─── Data to use
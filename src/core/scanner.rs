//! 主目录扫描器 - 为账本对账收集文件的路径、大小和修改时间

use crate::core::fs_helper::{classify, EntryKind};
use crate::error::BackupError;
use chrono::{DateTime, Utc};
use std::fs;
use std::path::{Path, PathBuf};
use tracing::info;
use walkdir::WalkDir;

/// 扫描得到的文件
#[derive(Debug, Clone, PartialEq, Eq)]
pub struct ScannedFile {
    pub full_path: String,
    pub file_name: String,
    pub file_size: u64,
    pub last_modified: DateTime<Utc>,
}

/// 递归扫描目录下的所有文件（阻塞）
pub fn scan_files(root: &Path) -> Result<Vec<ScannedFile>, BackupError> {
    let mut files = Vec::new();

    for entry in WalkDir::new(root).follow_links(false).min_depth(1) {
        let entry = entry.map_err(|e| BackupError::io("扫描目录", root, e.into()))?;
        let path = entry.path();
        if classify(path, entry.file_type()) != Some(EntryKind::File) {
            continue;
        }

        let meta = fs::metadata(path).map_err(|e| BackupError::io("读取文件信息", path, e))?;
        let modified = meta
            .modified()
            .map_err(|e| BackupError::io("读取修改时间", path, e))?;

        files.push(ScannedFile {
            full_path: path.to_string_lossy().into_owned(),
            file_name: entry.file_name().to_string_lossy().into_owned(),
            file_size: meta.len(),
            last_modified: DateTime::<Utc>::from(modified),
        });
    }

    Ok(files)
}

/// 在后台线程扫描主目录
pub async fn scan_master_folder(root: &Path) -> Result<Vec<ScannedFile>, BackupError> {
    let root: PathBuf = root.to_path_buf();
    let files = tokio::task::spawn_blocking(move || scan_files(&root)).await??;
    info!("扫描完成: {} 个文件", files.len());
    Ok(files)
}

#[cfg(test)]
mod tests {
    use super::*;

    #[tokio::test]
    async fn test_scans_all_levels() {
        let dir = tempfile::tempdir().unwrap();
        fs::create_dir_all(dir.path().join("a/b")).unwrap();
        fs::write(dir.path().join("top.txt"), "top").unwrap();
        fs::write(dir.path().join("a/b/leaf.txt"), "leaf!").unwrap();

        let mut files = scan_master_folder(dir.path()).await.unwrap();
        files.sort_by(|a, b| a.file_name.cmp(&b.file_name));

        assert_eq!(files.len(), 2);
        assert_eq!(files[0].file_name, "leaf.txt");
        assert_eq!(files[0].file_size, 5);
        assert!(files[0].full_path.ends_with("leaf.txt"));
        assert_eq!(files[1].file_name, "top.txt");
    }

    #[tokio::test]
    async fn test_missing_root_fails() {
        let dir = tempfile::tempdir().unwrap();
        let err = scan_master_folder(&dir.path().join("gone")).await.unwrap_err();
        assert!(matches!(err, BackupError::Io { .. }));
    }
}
──────
─── Data to use
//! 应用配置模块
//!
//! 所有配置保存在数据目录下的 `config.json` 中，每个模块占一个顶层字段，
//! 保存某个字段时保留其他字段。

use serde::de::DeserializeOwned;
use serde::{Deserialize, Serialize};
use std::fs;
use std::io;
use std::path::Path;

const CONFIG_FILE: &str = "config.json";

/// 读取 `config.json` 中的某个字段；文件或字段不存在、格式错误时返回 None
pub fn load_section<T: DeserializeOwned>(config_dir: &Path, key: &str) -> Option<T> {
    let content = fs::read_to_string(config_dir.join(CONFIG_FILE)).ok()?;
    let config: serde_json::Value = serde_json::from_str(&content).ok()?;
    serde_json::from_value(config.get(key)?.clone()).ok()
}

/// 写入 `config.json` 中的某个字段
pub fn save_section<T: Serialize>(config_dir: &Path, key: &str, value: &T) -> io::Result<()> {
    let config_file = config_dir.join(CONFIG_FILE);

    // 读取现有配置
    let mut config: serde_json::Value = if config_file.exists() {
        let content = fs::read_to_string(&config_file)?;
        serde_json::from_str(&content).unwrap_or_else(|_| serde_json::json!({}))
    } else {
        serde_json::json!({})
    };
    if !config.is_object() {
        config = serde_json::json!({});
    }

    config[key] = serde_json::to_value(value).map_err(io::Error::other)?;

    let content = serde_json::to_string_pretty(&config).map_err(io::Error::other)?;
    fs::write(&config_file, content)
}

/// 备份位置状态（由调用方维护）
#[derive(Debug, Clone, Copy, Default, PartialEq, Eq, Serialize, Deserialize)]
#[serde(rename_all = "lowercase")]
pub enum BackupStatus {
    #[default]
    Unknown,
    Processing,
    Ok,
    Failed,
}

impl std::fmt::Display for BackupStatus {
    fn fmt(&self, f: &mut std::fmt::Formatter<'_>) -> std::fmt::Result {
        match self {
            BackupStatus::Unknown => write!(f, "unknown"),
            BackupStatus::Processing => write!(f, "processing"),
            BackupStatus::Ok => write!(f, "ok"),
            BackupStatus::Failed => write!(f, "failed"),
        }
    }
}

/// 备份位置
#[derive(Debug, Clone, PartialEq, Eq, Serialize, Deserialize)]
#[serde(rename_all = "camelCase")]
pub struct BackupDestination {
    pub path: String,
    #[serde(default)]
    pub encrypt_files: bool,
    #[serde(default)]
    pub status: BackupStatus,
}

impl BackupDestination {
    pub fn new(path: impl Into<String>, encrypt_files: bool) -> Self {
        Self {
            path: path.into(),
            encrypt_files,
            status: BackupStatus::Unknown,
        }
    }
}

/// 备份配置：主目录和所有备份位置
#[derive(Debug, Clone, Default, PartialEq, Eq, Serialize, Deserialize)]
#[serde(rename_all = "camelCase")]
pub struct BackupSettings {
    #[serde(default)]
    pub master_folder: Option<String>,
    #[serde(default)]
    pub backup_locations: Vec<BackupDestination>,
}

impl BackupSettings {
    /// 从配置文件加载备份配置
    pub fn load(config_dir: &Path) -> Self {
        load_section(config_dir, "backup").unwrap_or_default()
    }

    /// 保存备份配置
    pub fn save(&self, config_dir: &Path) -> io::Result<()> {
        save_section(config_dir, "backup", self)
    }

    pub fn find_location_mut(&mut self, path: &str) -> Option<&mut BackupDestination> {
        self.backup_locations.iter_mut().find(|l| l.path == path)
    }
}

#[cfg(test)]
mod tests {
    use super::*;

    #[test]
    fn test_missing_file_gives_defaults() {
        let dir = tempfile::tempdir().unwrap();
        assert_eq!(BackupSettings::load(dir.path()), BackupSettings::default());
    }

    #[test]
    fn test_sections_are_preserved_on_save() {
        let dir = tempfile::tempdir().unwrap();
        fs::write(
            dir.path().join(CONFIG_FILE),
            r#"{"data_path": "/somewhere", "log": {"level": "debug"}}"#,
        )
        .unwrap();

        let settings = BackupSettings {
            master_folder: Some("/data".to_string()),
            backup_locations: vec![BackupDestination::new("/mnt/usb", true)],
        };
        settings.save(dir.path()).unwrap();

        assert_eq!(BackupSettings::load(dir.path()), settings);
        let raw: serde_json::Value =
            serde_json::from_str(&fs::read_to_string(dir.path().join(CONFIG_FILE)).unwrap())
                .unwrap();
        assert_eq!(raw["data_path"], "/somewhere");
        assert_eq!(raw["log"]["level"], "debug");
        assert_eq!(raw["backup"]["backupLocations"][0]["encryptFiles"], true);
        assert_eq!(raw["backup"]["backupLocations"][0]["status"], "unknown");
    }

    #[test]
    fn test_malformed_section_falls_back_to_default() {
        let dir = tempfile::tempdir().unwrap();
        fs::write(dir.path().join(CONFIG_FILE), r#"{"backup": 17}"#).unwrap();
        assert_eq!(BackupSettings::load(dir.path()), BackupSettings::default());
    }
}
──────
#### What to work on:
Lines containing the string "DateTime" are the ones to copy from the entries above.

#### Exercise response:
use chrono::{DateTime, Utc};
    pub last_modified: DateTime<Utc>,
            last_modified: DateTime::<Utc>::from(modified),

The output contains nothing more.